▸ What is being asked: Repeat, please, only the lines from the top of the data down to the line with "hour INTEGER NOT"; include both of those lines.

● ● ● ● ● ● ●

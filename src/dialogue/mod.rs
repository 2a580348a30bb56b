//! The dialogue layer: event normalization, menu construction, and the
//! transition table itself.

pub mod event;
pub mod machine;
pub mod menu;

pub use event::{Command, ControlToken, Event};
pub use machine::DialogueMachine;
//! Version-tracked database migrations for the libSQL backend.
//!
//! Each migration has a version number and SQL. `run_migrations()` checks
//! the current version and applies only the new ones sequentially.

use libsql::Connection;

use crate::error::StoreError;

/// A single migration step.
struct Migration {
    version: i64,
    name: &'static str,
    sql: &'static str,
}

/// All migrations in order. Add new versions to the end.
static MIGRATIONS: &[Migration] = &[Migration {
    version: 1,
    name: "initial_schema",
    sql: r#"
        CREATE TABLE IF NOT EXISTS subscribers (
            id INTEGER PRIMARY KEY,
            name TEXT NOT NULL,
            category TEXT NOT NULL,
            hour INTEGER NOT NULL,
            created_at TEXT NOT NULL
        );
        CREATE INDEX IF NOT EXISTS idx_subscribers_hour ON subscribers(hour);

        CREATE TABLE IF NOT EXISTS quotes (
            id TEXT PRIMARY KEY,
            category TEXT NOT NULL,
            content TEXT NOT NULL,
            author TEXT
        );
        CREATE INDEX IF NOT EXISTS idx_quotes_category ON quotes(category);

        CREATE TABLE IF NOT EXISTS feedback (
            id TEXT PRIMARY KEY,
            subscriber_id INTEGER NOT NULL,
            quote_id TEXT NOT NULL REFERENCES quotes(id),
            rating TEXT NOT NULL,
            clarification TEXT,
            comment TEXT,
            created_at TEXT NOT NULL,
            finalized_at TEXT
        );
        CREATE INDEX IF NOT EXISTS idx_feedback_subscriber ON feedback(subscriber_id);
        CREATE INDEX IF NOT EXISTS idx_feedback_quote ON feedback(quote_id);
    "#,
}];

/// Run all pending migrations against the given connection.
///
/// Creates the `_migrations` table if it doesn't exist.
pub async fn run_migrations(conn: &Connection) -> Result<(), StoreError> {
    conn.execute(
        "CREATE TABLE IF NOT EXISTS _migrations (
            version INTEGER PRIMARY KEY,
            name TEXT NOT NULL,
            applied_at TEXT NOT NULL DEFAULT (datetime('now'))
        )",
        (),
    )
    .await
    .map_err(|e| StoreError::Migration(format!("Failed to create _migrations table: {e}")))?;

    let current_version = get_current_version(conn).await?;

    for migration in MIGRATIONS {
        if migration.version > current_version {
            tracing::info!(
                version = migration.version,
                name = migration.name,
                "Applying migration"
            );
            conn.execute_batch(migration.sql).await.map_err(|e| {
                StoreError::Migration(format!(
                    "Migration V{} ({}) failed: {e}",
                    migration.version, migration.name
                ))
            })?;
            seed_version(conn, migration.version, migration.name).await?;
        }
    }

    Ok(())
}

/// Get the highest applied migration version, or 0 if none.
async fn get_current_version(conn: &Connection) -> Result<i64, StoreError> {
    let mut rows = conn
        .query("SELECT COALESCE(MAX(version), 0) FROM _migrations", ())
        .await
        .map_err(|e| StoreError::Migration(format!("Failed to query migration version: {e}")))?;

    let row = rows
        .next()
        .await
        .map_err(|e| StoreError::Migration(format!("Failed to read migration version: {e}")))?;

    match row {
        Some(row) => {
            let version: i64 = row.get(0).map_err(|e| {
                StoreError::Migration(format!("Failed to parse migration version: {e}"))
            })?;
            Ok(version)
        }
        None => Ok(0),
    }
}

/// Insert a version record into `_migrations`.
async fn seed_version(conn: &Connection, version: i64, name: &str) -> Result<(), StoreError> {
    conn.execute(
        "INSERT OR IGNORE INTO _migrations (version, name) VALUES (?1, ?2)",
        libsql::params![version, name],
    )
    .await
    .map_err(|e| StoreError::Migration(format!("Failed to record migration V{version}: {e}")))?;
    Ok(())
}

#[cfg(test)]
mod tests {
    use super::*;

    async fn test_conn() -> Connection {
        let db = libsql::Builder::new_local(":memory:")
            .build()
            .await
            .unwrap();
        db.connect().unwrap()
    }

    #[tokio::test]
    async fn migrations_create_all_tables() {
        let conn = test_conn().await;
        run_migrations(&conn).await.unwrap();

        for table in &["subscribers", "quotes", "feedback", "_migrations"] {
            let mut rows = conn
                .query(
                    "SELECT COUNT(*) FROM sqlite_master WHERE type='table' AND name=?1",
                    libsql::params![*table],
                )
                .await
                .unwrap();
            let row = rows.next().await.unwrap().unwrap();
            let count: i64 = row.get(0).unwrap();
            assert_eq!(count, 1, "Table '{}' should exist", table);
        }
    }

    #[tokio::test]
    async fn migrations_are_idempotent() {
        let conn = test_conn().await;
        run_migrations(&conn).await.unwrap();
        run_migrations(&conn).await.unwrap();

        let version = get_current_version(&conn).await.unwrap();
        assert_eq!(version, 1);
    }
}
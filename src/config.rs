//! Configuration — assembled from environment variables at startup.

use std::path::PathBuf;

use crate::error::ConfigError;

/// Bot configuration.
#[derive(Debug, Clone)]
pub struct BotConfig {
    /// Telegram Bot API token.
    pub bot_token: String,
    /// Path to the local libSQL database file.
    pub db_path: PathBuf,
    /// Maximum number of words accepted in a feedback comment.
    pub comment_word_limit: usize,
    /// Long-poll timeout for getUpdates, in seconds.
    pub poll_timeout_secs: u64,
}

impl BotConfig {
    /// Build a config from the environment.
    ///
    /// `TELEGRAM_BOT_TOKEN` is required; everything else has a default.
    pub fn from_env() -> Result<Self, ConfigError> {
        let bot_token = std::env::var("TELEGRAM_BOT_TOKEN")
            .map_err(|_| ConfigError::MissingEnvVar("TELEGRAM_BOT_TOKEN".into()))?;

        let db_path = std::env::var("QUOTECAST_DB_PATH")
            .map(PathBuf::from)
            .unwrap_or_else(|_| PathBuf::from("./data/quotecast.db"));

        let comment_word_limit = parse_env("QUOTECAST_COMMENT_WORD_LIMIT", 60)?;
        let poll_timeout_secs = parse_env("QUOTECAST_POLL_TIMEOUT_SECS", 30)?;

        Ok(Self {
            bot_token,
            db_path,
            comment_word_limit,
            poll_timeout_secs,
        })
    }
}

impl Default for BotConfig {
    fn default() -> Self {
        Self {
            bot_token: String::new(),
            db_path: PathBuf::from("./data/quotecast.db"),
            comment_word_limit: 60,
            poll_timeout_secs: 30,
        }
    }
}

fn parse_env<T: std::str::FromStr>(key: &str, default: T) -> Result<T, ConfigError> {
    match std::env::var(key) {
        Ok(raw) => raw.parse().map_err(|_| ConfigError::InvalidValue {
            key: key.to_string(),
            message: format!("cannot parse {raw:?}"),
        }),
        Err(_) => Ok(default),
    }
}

● ● ● ● ● ● ●

▸ Solution:
filename src/dialogue/mod.rs
repository 2a580348a30bb56b
//! The dialogue layer: event normalization, menu construction, and the
//! transition table itself.

pub mod event;
pub mod machine;
pub mod menu;

pub use event::{Command, ControlToken, Event};
pub use machine::DialogueMachine;
//! Version-tracked database migrations for the libSQL backend.
//!
//! Each migration has a version number and SQL. `run_migrations()` checks
//! the current version and applies only the new ones sequentially.

use libsql::Connection;

use crate::error::StoreError;

/// A single migration step.
struct Migration {
    version: i64,
    name: &'static str,
    sql: &'static str,
}

/// All migrations in order. Add new versions to the end.
static MIGRATIONS: &[Migration] = &[Migration {
    version: 1,
    name: "initial_schema",
    sql: r#"
        CREATE TABLE IF NOT EXISTS subscribers (
            id INTEGER PRIMARY KEY,
            name TEXT NOT NULL,
            category TEXT NOT NULL,
            hour INTEGER NOT NULL,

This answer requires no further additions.